Selain itu juga, kata Kiyang, pemerintah kecamatan bersama Forkopimcam juga
nantinya akan mensosialisasikan perbup tersebut kedesa-desa, agar tersampaikan
dengan sebaik-baiknya kepada masyarakat. "Tentunya peran kepala desa,
perangkatnya dan BPD sangat di perlukan yang utama"kata Kiyang.
Sementara itu, Temenggung Adat Tempunak, Florensius Jihin, mengatakan
sangat mendukung adanya Perbup nomor 31 tahun 2020 ini karena sangat sejalan
dengan apa yang sudah di lakukan oleh masyarakat sejak dulu.
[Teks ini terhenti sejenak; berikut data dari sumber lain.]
/// A failure with the stable code used in `--json-errors` reports.
struct CliError {
    code: &'static str,
    message: String,
    detail: Option<String>,
}

impl CliError {
    fn usage(message: impl Into<String>) -> Self {
        Self {
            code: "usage_error",
            message: message.into(),
            detail: None,
        }
    }
}

impl From<PlumeError> for CliError {
    fn from(err: PlumeError) -> Self {
        Self {
            code: err.code(),
            message: err.to_string(),
            detail: err.detail().map(str::to_string),
        }
    }
}

impl From<plume_core::HostError> for CliError {
    fn from(err: plume_core::HostError) -> Self {
        PlumeError::Host(err).into()
    }
}

fn main() {
    plume_rt::log::init();
    plume_core::interrupt::install_sigint_handler();
    let args: Vec<String> = env::args().skip(1).collect();
    let code = run(args);
    std::process::exit(code);
}

fn run(args: Vec<String>) -> i32 {
    let Some((cmd, rest)) = args.split_first() else {
        eprintln!("{USAGE}");
        return 1;
    };
    let Some(command) = Command::parse(cmd) else {
        emit_cli_error(&format!("unknown command: {cmd}"));
        eprintln!("{USAGE}");
        return 1;
    };
    let common = match parse_common_args(rest) {
        Ok(common) => common,
        Err(err) => {
            emit_cli_error(&err);
            eprintln!("{USAGE}");
            return 1;
        }
    };
    let (min, max) = command.arity();
    let count = common.positional.len();
    if count < min || max.is_some_and(|max| count > max) {
        emit_cli_error(&format!("{cmd} expects {min} argument(s), got {count}"));
        eprintln!("{USAGE}");
        return 1;
    }

    match execute(command, &common) {
        Ok(()) => 0,
        Err(err) => {
            if common.json_errors {
                eprintln!(
                    "{}",
                    error_json(err.code, &err.message, err.detail.as_deref())
                );
            } else {
                emit_cli_error(&err.message);
                if let Some(detail) = &err.detail {
                    eprintln!("{detail}");
                }
            }
            1
        }
    }
}

fn emit_cli_error(message: &str) {
    eprintln!("error: {message}");
}

fn parse_common_args(args: &[String]) -> Result<CommonArgs, String> {
    let mut out = CommonArgs::default();
    let mut idx = 0;
    while idx < args.len() {
        let arg = &args[idx];
        if arg == "--" {
            out.positional.extend(args[idx + 1..].iter().cloned());
            break;
        }
        if arg == "--db" {
            idx += 1;
            let Some(path) = args.get(idx) else {
                return Err("--db expects a path".to_string());
            };
            out.db = Some(PathBuf::from(path));
            idx += 1;
            continue;
        }
        if arg == "--config" {
            idx += 1;
            let Some(path) = args.get(idx) else {
                return Err("--config expects a path".to_string());
            };
            out.config = Some(PathBuf::from(path));
            idx += 1;
            continue;
        }
        if arg == "--role" {
            idx += 1;
            let Some(raw) = args.get(idx) else {
                return Err("--role expects a role oid".to_string());
            };
            let role = raw
                .parse::<Oid>()
                .map_err(|_| format!("invalid --role value: {raw}"))?;
            out.role = Some(role);
            idx += 1;
            continue;
        }
        if arg == "--json-errors" {
            out.json_errors = true;
            idx += 1;
            continue;
        }
        if arg.starts_with("--") {
            return Err(format!("unknown option: {arg}"));
        }
        out.positional.push(arg.clone());
        idx += 1;
    }
    Ok(out)
}

fn load_config(common: &CommonArgs) -> Result<(RuntimeConfig, CliConfig), CliError> {
    let path = match &common.config {
        Some(path) => Some(path.clone()),
        None => {
            let default = PathBuf::from(DEFAULT_CONFIG_FILE);
            default.exists().then_some(default)
        }
    };
    let Some(path) = path else {
        let runtime = RuntimeConfig::default().apply_env()?;
        return Ok((runtime, CliConfig::default()));
    };
    let text = fs::read_to_string(&path).map_err(|err| CliError {
        code: "config_error",
        message: format!("failed to read {}: {err}", path.display()),
        detail: None,
    })?;
    let runtime = RuntimeConfig::from_toml_str(&text)?.apply_env()?;
    let cli: CliConfig = toml::from_str(&text).map_err(|err| CliError {
        code: "config_error",
        message: format!("invalid config {}: {err}", path.display()),
        detail: None,
    })?;
    log::debug!("loaded config {}", path.display());
    Ok((runtime, cli))
}

fn open_runtime(common: &CommonArgs) -> Result<Runtime<SqliteHost>, CliError> {
    let (config, cli) = load_config(common)?;
    let db = common
        .db
        .clone()
        .or(cli.database.path)
        .unwrap_or_else(|| PathBuf::from(DEFAULT_DB_FILE));
    let mut host = SqliteHost::open(&db)?;
    if let Some(role) = common.role {
        host.set_role(role);
    }
    Ok(Runtime::new(host, config)?)
}

fn execute(command: Command, common: &CommonArgs) -> Result<(), CliError> {
    let mut runtime = open_runtime(common)?;
    let result = match command {
        Command::Define => run_define(&mut runtime, Path::new(&common.positional[0])),
        Command::Call => run_call(&mut runtime, &common.positional[0], &common.positional[1..]),
        Command::Do => runtime
            .inline(&common.positional[0], true)
            .map_err(CliError::from),
        Command::Check => run_check(&runtime, &common.positional[0]),
        Command::Sql => run_sql(&runtime, &common.positional[0]),
        Command::Info => run_info(&runtime),
    };
    flush_notices(&runtime);
    match result {
        Ok(()) => {
            runtime.host_mut().commit()?;
            Ok(())
        }
        Err(err) => {
            if let Err(rollback) = runtime.host_mut().rollback() {
                log::warn!("rollback after failure failed: {rollback}");
            }
            Err(err)
        }
    }
}

fn flush_notices(runtime: &Runtime<SqliteHost>) {
    for notice in runtime.host_mut().take_notices() {
        eprintln!("{}: {}", notice.level.name(), notice.message);
    }
}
Terlebih memang
kata dia, masyarakat adat sejak dulu ketika akan membuka lahan pasti ada
pertemuan bersama yang di pimpin kepala kampung. Nah, kepala kampung itulah
menyampaikan kepada masyarakat bahwa membakar ladang itu harus di lakukan
bersama-sama atau di kenal di tengah-tengah masyarakat sistem goyong royong.
“itu adat tradisional kita ya sejak dulu, saya ingat waktu masih kecil, rapat
di pimpin kepala kampung ya, kepala kampung bilang kita mau bakar ladang, maka
kalian hati-hati katanya, kalau membakar itu harus beramai-ramai, dibuat sekat
api 2-3 meter supaya api tidak merembet”cerita Jihin.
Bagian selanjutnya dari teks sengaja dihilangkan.